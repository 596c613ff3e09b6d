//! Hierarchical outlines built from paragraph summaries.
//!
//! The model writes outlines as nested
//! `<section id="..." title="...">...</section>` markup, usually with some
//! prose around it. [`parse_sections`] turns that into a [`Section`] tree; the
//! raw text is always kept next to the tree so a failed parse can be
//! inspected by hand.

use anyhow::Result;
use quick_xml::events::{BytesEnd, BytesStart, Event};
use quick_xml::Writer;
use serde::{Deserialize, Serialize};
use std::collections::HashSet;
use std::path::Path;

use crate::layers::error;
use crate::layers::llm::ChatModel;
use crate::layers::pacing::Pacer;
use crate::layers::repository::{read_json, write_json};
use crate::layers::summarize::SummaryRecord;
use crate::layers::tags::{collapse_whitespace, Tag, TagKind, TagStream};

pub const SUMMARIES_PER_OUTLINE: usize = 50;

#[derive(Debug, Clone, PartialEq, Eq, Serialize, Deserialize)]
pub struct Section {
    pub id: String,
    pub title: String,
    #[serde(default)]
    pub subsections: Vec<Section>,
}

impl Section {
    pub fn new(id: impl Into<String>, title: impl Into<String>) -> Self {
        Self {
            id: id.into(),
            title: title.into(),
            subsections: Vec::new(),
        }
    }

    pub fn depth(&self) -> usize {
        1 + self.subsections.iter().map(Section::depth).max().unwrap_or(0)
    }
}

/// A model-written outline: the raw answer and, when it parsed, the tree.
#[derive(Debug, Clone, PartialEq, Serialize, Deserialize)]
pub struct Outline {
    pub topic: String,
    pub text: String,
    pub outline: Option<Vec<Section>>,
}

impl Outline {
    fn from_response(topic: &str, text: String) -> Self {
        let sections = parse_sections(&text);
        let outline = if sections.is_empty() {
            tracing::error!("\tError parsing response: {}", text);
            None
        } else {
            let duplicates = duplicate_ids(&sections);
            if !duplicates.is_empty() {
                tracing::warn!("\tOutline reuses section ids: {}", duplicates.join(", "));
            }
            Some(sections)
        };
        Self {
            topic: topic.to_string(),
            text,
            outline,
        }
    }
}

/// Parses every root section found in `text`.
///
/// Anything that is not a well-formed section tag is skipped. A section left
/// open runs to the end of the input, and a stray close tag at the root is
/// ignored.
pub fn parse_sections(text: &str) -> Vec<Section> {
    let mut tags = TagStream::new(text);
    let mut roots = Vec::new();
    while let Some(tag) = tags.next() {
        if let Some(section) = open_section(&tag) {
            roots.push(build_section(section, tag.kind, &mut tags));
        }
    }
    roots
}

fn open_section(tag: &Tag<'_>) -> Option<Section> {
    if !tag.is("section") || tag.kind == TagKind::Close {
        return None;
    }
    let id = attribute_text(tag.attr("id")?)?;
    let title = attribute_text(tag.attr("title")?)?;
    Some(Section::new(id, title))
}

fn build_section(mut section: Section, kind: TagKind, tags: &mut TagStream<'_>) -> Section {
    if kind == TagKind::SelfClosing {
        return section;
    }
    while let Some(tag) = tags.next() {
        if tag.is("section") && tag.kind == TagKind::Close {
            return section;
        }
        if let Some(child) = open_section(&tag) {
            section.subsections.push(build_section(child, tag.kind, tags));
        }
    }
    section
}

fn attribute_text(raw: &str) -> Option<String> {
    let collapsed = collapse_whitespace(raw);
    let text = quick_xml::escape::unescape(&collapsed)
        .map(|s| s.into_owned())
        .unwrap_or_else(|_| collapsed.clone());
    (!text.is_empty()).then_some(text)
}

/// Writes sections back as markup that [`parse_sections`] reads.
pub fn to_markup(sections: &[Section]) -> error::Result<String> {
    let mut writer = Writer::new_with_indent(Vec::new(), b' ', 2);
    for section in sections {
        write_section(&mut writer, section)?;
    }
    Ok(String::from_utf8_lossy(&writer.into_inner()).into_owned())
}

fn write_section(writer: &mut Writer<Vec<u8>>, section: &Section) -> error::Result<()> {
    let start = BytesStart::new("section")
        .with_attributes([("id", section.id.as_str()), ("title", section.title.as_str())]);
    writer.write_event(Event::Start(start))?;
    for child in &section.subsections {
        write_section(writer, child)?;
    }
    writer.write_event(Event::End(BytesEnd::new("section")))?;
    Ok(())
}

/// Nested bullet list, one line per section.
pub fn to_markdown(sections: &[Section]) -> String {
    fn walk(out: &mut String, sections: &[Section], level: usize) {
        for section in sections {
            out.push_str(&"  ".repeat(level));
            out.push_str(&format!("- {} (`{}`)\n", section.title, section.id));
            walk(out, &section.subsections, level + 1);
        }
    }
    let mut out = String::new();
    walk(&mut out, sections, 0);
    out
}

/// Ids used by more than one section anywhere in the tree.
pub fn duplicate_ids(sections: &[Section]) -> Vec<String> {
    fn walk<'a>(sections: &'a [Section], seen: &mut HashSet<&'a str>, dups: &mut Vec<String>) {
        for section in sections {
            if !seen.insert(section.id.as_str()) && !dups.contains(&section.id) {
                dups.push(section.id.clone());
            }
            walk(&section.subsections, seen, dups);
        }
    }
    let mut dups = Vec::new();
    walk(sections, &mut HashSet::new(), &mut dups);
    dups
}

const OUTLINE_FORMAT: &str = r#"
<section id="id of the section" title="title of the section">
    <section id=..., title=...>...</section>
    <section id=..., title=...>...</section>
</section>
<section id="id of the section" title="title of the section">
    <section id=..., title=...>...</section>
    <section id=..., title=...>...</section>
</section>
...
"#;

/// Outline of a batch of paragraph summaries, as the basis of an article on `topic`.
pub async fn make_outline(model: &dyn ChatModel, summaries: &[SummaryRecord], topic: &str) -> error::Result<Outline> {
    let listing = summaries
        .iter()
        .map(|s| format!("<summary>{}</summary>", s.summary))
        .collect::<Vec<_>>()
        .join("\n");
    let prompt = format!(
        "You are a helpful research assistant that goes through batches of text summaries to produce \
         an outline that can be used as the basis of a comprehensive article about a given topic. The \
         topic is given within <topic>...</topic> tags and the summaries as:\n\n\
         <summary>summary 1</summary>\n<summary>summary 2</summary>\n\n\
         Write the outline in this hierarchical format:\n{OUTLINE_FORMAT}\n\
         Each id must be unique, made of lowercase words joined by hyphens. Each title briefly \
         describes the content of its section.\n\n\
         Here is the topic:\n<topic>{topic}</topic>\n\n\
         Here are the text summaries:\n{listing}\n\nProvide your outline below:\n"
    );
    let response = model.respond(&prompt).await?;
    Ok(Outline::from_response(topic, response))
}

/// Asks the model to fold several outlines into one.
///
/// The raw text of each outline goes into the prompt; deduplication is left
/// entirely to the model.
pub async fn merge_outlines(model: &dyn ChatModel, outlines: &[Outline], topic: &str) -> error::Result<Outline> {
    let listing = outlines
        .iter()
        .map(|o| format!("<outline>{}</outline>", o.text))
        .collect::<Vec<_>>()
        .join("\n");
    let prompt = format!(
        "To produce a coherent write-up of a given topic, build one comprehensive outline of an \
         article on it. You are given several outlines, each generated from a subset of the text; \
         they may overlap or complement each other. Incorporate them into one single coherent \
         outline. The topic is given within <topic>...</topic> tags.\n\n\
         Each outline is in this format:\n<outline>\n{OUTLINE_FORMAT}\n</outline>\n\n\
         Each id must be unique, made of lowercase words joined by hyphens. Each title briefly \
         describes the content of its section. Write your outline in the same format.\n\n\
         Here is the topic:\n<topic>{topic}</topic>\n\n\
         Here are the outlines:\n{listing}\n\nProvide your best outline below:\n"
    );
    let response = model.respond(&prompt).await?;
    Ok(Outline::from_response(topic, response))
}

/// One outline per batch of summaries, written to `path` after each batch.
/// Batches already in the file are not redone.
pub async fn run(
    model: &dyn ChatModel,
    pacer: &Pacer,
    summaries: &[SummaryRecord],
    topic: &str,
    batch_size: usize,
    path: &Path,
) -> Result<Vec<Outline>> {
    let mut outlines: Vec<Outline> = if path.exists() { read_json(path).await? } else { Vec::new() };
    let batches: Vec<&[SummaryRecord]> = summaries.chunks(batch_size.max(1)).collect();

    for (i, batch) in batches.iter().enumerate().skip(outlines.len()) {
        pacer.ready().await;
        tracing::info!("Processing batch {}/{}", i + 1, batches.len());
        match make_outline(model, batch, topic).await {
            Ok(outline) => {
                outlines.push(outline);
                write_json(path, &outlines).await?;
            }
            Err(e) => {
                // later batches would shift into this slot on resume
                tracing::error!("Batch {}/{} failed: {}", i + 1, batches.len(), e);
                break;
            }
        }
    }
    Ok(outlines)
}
* * *
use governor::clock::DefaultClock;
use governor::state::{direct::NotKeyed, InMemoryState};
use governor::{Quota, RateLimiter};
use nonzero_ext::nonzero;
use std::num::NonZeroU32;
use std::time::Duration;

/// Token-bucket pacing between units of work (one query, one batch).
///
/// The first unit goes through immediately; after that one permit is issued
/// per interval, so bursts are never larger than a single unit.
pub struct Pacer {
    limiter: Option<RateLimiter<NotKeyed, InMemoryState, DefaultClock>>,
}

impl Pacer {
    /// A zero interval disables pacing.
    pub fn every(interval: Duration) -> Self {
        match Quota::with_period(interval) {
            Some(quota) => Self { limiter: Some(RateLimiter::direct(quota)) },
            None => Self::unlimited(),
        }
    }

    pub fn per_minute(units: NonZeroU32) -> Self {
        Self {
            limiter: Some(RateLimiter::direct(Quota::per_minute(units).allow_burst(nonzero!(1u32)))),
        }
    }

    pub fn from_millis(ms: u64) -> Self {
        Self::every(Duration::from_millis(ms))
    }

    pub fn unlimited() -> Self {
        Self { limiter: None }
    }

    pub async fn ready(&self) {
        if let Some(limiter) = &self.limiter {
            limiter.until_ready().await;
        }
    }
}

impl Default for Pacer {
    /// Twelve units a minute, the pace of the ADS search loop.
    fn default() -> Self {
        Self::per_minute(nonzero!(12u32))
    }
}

Your task
The lines above from the one with "repository 596c613ff3e09b6d" through the one with "parse can be" are to be duplicated exactly, ends included, with nothing added.

Task output
repository 596c613ff3e09b6d
//! Hierarchical outlines built from paragraph summaries.
//!
//! The model writes outlines as nested
//! `<section id="..." title="...">...</section>` markup, usually with some
//! prose around it. [`parse_sections`] turns that into a [`Section`] tree; the
//! raw text is always kept next to the tree so a failed parse can be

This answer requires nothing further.